---------- INFORMATION SHOWN
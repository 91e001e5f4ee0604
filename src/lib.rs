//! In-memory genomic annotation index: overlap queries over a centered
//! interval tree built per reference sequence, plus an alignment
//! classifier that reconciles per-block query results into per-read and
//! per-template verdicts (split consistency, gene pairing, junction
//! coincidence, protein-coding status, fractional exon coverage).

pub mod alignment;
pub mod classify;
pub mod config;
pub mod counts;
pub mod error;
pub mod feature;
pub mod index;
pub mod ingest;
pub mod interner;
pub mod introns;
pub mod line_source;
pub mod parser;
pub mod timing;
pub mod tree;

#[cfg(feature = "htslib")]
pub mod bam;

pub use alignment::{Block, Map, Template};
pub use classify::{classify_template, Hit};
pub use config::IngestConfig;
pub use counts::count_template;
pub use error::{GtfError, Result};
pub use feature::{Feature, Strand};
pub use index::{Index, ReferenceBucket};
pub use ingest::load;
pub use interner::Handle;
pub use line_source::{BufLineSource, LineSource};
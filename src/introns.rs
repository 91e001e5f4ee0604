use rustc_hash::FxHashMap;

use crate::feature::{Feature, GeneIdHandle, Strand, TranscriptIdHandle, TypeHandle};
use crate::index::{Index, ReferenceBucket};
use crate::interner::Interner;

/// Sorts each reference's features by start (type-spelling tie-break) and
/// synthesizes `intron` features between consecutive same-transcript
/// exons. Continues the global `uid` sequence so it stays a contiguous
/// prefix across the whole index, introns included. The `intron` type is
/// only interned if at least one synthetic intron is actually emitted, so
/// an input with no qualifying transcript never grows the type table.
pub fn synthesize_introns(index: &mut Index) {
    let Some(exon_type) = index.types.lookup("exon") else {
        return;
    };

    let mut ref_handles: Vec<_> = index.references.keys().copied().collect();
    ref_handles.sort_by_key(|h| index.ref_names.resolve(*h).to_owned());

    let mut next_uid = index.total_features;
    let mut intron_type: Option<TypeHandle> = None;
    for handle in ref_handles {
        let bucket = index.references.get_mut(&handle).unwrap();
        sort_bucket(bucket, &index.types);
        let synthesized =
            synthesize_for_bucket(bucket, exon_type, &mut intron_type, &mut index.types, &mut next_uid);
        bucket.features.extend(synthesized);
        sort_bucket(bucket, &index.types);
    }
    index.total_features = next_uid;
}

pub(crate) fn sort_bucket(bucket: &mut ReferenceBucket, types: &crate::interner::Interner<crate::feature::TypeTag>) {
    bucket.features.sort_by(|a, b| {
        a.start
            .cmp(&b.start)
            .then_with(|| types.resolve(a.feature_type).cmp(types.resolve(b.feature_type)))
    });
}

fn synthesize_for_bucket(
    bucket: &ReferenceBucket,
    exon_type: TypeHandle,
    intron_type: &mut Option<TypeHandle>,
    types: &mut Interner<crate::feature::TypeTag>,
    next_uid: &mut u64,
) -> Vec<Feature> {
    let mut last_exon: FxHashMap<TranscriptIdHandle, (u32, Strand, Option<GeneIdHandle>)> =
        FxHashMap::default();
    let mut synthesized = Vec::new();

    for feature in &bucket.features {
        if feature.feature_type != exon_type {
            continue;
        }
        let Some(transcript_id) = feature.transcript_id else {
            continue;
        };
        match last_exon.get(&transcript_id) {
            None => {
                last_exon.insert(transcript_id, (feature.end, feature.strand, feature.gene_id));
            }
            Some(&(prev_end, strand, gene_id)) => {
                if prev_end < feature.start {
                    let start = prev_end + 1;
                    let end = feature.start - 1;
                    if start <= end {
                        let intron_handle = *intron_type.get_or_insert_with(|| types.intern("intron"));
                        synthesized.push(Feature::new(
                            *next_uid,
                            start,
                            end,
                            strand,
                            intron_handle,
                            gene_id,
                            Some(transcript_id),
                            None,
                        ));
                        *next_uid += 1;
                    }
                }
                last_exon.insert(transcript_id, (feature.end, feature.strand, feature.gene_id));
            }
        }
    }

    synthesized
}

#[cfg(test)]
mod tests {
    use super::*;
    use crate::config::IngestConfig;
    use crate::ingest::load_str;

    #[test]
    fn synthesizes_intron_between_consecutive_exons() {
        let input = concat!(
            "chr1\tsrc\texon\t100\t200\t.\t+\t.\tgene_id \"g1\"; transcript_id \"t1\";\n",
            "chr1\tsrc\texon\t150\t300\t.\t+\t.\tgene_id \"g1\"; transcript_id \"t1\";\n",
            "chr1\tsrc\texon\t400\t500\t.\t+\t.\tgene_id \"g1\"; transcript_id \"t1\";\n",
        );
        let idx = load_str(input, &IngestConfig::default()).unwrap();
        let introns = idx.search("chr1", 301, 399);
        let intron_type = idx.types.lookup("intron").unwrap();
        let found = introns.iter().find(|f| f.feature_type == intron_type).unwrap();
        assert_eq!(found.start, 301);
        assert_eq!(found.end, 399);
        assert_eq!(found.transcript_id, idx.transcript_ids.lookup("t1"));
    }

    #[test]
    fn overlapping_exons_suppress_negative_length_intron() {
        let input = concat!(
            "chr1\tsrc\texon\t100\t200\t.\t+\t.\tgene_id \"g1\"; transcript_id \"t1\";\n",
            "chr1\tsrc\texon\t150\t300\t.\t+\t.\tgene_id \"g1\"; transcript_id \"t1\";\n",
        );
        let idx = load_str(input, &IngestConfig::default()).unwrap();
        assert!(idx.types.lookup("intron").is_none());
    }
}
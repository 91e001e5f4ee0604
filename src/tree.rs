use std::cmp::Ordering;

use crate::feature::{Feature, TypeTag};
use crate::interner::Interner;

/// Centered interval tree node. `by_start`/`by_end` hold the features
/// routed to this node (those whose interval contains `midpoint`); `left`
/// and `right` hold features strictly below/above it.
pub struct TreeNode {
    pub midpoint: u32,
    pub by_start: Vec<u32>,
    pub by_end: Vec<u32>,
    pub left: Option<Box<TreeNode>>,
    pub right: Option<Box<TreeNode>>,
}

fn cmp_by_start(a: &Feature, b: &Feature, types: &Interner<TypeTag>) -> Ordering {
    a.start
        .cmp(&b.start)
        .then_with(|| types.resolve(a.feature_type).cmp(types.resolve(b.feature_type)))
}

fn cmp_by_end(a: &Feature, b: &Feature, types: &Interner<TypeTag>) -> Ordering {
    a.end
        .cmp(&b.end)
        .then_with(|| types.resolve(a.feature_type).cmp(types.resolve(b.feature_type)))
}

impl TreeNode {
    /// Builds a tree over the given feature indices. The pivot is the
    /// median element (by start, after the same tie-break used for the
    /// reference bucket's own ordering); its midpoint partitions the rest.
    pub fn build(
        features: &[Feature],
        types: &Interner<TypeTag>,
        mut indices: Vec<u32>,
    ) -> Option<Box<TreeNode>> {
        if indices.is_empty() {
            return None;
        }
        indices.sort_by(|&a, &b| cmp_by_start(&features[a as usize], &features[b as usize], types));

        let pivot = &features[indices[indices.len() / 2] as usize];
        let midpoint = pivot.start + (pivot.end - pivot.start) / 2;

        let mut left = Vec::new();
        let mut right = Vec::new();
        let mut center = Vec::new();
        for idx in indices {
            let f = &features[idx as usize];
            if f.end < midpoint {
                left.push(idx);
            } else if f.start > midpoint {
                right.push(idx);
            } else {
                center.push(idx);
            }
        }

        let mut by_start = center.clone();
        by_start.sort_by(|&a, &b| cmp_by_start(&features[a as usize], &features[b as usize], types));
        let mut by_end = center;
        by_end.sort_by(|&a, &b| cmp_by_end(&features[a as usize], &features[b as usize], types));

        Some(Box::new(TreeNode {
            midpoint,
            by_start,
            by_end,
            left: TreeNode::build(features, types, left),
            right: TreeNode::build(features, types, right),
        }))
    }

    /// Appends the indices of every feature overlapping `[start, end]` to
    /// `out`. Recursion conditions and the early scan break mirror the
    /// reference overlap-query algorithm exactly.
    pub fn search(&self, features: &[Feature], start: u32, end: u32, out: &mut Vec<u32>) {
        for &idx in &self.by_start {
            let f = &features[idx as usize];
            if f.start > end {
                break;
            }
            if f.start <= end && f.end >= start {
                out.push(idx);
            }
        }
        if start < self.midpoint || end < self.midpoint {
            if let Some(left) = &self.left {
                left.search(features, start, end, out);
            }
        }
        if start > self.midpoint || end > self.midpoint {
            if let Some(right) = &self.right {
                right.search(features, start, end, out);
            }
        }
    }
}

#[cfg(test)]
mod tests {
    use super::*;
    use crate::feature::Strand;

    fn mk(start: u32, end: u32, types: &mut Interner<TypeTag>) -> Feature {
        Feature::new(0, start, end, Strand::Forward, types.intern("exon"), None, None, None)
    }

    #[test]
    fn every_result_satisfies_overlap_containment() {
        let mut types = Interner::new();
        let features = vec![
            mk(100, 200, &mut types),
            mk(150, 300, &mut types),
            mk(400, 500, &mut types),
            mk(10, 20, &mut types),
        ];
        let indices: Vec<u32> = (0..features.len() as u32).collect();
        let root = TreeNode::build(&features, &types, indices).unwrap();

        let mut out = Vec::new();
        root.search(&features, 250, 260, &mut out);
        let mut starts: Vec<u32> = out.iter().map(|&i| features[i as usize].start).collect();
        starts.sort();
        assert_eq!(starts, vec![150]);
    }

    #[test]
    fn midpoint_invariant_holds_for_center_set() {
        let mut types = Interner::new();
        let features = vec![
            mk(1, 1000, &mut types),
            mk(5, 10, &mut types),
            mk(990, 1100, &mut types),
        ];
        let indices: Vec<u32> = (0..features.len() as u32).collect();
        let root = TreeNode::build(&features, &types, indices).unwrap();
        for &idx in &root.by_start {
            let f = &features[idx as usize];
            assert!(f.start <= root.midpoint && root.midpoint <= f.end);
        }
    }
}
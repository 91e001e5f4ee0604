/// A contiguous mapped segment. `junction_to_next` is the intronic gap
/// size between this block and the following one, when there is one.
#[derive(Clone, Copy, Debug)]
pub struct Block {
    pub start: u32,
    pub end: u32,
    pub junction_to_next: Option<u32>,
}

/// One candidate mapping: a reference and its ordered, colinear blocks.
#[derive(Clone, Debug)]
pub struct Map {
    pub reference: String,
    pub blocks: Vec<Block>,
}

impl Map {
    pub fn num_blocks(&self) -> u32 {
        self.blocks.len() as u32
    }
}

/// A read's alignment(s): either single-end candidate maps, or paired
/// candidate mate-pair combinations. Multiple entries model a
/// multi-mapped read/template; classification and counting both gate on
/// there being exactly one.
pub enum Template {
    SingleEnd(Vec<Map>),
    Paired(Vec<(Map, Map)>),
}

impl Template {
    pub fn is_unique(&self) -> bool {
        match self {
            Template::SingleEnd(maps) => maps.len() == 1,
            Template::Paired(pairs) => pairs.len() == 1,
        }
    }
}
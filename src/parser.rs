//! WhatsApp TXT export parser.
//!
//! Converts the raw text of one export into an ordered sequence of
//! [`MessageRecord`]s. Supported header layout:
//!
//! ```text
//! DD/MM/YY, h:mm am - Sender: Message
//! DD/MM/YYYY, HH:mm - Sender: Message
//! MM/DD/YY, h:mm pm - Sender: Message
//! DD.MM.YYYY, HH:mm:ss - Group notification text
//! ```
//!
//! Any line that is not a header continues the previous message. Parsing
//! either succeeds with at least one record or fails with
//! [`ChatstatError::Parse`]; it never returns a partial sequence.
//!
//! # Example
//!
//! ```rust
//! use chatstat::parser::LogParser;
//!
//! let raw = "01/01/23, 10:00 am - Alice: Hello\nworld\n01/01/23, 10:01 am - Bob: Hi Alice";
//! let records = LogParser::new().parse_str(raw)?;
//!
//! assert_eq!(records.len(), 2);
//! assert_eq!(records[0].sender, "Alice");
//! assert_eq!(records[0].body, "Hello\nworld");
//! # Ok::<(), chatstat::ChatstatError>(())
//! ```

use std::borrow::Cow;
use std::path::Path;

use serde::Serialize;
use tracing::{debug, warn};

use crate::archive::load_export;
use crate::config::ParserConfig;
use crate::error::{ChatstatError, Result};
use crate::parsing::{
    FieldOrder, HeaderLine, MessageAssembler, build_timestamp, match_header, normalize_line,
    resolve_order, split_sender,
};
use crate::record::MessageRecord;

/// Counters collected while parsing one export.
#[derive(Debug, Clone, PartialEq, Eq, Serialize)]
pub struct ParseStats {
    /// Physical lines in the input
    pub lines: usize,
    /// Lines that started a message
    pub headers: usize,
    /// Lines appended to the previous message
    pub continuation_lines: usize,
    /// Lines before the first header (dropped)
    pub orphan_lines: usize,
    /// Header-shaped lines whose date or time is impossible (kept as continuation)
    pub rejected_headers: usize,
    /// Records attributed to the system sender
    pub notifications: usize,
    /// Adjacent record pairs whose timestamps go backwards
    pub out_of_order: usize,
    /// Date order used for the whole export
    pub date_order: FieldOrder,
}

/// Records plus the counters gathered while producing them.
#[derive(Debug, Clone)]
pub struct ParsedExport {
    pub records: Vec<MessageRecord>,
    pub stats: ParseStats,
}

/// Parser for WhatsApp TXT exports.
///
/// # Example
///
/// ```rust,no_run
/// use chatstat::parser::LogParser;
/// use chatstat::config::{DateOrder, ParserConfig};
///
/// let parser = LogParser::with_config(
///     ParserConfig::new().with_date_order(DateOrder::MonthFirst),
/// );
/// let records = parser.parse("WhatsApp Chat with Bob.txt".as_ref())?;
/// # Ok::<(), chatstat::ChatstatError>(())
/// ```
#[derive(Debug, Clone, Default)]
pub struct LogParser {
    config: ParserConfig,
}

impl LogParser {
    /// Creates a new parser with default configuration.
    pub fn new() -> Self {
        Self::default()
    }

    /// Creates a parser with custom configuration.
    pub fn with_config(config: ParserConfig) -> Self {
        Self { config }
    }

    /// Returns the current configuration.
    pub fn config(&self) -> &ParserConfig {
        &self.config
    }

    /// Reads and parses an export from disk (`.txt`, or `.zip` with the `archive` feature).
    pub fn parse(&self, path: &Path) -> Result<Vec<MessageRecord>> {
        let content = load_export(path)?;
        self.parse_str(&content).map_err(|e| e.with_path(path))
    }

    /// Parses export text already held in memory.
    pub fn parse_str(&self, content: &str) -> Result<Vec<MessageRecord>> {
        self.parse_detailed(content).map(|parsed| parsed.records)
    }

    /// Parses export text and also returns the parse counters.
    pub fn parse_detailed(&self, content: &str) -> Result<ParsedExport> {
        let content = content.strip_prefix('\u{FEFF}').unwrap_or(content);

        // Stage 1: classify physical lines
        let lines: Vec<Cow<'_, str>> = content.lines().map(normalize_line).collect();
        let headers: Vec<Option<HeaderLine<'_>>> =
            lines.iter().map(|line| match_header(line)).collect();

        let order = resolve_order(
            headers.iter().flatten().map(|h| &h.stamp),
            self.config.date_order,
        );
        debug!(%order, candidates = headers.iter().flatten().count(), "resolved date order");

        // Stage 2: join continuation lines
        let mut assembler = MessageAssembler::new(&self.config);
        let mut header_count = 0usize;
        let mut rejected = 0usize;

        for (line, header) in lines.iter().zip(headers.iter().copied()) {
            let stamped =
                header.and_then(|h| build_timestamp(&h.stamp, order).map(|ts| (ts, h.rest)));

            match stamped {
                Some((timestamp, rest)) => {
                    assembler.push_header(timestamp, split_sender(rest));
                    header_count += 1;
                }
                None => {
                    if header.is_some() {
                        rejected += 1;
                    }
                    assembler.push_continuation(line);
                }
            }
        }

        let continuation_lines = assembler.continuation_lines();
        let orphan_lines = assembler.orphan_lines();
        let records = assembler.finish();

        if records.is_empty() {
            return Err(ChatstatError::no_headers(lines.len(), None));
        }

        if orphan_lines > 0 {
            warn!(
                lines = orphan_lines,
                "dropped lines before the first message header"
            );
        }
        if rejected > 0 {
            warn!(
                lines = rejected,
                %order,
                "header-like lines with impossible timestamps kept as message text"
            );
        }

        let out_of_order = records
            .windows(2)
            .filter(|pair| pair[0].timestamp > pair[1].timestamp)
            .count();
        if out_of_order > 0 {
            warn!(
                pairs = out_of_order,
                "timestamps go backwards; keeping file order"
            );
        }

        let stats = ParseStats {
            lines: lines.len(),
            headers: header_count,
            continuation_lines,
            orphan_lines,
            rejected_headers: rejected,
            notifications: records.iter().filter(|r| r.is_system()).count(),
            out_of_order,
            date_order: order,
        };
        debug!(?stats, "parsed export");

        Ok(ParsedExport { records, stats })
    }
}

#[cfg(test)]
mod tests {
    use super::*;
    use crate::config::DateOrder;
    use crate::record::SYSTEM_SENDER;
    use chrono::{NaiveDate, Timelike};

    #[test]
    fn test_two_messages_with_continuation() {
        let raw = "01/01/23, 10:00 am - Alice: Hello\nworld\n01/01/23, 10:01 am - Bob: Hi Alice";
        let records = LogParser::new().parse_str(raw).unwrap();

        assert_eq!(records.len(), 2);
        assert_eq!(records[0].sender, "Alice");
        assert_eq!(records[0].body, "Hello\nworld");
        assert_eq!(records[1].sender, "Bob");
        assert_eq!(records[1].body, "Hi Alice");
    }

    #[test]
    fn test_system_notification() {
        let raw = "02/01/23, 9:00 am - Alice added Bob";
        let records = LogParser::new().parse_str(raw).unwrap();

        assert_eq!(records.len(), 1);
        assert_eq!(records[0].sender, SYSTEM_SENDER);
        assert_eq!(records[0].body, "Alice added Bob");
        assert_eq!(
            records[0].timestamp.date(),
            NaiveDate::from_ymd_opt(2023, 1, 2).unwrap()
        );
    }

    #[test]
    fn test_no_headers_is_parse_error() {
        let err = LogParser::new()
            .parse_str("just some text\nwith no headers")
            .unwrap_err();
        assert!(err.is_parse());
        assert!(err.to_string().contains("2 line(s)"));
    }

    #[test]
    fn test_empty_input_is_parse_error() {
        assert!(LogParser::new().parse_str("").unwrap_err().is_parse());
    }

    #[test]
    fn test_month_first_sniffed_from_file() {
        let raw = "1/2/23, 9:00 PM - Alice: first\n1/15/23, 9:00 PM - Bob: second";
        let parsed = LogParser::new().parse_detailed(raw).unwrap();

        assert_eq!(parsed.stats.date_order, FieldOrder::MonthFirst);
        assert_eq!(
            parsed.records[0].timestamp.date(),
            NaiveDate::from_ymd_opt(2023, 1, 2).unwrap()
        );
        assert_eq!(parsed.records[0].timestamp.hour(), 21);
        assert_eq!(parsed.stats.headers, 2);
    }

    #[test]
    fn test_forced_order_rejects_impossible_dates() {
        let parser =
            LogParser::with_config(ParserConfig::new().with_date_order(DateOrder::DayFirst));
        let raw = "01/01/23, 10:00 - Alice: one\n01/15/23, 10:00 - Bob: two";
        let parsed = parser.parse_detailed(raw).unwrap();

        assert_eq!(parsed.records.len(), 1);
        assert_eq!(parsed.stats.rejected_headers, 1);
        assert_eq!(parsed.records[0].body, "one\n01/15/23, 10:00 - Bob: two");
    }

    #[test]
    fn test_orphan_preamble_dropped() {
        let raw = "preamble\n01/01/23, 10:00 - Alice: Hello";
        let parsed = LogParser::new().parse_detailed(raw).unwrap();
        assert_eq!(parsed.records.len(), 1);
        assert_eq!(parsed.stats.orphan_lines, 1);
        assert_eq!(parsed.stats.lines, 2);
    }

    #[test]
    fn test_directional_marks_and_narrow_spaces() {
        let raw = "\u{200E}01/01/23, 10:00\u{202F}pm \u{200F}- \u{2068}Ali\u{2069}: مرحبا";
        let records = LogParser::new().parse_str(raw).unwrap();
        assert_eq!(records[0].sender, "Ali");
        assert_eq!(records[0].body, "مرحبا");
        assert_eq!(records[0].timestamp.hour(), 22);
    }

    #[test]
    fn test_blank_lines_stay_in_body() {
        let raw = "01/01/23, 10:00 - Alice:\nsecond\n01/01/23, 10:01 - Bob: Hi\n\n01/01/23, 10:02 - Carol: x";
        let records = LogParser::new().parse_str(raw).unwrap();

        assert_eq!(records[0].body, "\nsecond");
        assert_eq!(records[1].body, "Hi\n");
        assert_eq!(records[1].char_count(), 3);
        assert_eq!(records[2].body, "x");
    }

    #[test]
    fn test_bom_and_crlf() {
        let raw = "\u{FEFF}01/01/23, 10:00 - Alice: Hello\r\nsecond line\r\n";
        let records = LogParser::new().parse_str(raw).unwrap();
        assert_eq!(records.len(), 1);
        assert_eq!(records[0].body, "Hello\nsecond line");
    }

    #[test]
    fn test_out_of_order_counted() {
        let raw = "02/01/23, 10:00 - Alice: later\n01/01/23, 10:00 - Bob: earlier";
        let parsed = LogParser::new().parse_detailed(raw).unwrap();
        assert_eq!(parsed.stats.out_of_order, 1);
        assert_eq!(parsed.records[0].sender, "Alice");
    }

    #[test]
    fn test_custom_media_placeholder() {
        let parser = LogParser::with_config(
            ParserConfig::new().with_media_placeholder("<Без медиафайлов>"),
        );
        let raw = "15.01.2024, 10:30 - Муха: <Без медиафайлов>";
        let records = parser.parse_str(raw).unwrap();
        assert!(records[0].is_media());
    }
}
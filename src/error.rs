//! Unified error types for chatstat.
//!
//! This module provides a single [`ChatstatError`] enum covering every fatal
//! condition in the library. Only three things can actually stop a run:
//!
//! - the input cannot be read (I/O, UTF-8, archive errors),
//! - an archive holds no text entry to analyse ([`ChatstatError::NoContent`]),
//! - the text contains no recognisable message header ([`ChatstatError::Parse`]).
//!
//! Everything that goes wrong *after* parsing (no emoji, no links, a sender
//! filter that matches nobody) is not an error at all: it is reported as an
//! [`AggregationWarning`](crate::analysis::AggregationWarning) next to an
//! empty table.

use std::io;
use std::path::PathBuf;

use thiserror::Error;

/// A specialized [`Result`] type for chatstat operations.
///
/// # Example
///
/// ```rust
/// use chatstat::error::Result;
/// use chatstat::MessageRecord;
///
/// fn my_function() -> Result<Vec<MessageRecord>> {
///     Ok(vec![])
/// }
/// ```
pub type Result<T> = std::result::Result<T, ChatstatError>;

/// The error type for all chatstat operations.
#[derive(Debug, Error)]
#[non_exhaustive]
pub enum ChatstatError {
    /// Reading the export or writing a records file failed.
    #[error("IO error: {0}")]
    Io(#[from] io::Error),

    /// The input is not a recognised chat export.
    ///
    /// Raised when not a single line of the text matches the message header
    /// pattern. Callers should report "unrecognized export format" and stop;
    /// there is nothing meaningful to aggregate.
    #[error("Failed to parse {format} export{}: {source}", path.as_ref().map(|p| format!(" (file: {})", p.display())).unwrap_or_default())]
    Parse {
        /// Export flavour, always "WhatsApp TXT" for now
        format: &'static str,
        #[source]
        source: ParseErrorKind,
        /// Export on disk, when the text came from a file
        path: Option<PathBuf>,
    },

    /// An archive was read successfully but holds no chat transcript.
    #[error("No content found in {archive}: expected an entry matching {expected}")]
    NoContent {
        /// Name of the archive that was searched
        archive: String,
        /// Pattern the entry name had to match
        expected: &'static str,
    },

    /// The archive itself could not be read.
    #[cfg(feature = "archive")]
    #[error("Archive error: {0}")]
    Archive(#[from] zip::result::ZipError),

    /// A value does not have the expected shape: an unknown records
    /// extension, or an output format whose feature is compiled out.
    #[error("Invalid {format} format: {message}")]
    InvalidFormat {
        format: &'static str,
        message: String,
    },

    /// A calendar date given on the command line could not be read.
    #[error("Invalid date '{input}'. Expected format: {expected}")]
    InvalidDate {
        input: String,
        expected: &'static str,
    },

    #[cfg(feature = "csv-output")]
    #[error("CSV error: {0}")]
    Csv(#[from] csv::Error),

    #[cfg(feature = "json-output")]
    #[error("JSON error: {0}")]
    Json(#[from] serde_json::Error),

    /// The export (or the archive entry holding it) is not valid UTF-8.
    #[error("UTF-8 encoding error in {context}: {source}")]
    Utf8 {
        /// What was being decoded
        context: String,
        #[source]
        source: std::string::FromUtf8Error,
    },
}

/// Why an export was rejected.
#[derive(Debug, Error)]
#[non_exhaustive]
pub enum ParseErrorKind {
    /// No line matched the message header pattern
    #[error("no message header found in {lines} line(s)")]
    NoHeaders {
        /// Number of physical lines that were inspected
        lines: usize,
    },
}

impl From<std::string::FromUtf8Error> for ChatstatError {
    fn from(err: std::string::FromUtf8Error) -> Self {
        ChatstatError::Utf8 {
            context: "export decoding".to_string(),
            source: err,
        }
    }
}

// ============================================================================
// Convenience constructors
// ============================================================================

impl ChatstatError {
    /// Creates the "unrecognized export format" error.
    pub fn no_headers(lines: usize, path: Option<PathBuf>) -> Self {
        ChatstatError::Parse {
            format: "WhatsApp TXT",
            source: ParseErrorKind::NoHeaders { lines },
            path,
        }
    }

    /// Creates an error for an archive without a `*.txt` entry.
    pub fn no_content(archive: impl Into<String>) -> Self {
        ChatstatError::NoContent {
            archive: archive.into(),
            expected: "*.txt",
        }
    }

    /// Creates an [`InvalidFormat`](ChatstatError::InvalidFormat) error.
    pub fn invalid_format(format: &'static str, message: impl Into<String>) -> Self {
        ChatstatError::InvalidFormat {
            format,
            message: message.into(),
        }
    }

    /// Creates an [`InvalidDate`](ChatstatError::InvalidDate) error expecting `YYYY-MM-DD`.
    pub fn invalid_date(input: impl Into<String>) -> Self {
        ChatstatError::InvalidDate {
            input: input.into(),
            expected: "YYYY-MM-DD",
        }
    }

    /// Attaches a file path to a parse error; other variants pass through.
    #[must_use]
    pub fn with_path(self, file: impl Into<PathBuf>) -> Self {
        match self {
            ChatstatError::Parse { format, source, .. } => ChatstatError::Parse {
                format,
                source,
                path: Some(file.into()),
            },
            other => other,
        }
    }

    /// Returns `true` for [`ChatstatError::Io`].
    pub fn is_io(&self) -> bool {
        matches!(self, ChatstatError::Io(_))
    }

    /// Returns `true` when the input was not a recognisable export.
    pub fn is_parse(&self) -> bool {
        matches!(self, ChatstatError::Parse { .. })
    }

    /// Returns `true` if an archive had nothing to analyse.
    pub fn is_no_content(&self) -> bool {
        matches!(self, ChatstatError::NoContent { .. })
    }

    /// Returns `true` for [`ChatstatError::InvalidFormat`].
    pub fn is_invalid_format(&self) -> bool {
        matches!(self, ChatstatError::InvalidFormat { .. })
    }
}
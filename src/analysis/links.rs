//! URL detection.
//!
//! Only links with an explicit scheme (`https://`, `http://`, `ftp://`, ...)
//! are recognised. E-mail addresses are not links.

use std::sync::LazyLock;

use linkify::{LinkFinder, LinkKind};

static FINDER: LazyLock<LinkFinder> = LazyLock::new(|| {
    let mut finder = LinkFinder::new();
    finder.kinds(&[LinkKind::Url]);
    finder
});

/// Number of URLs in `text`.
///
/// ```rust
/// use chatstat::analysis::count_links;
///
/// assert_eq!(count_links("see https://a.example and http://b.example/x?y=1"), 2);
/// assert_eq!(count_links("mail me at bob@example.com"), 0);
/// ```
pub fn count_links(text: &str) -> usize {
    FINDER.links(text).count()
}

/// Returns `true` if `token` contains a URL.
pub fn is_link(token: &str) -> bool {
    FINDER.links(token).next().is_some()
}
--------------------
> [TASK TO CARRY OUT]
Provide only the count of lines within the entries above that include the string "plus".

> [RESULT OF THIS TASK]
2